§ **Data**:
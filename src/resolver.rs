//! Differential decoding of consecutive button states.
//!
//! The device sends one report per physical transition, so two consecutive
//! snapshots normally differ in exactly one bit. [`classify`] compares them:
//!
//! | previous vs current            | result                    |
//! |--------------------------------|---------------------------|
//! | both idle                      | [`EventKind::WakeUp`]     |
//! | one bit set in current only    | [`EventKind::KeyDown`]    |
//! | one bit set in previous only   | [`EventKind::KeyUp`]      |
//! | identical and non-zero         | [`Transition::Ambiguous`] |
//! | more than one bit differs      | [`Transition::MultiButton`] |
//!
//! The first idle report after activity is a plain release (one bit differs).
//! Only a second idle report in a row is a wake-up: the device replays an
//! all-zero report when it leaves its screensaver.
//!
//! Nothing here keeps state. The caller owns the previous snapshot.
//!
//! [`EventKind::WakeUp`]: crate::event::EventKind::WakeUp
//! [`EventKind::KeyDown`]: crate::event::EventKind::KeyDown
//! [`EventKind::KeyUp`]: crate::event::EventKind::KeyUp

use crate::event::ButtonEvent;
use crate::state::ButtonState;

/// Outcome of comparing two snapshots.
#[derive(Clone, Copy, Debug, PartialEq, Eq)]
pub enum Transition {
    /// A single, well-formed event.
    Event(ButtonEvent),
    /// Identical non-idle snapshots. The device should never repeat a held state.
    Ambiguous { mask: u16 },
    /// Several buttons changed at once. Not decomposed.
    MultiButton { changed: u16 },
}

impl Transition {
    /// The event, if this transition produced one.
    #[inline]
    pub fn event(self) -> Option<ButtonEvent> {
        match self {
            Transition::Event(e) => Some(e),
            _ => None,
        }
    }

    /// `true` when a protocol assumption was violated.
    #[inline]
    pub fn is_diagnostic(&self) -> bool {
        !matches!(self, Transition::Event(_))
    }
}

/// Classify the step from `previous` to `current`.
pub fn classify(current: ButtonState, previous: ButtonState) -> Transition {
    let changed = current.mask() ^ previous.mask();

    if changed == 0 {
        return if current.is_idle() {
            Transition::Event(ButtonEvent::wake_up())
        } else {
            Transition::Ambiguous {
                mask: current.mask(),
            }
        };
    }

    if changed & (changed - 1) != 0 {
        return Transition::MultiButton { changed };
    }

    let index = changed.trailing_zeros();
    let button = index as u8 + 1;
    if current.mask() & changed != 0 {
        Transition::Event(ButtonEvent::key_down(button))
    } else {
        Transition::Event(ButtonEvent::key_up(button))
    }
}

/// Event produced by the step from `previous` to `current`, if any.
///
/// Diagnostic cases yield `None`; use [`classify`] to tell them apart.
#[inline]
pub fn compare(current: ButtonState, previous: ButtonState) -> Option<ButtonEvent> {
    classify(current, previous).event()
}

§ **Exercise**:
The lines above, starting at the one with "set in previous" and ending at the one with "device replays an", are the only ones to return, exactly as written.

§ **Answer space**:
//! | one bit set in previous only   | [`EventKind::KeyUp`]      |
//! | identical and non-zero         | [`Transition::Ambiguous`] |
//! | more than one bit differs      | [`Transition::MultiButton`] |
//!
//! The first idle report after activity is a plain release (one bit differs).
//! Only a second idle report in a row is a wake-up: the device replays an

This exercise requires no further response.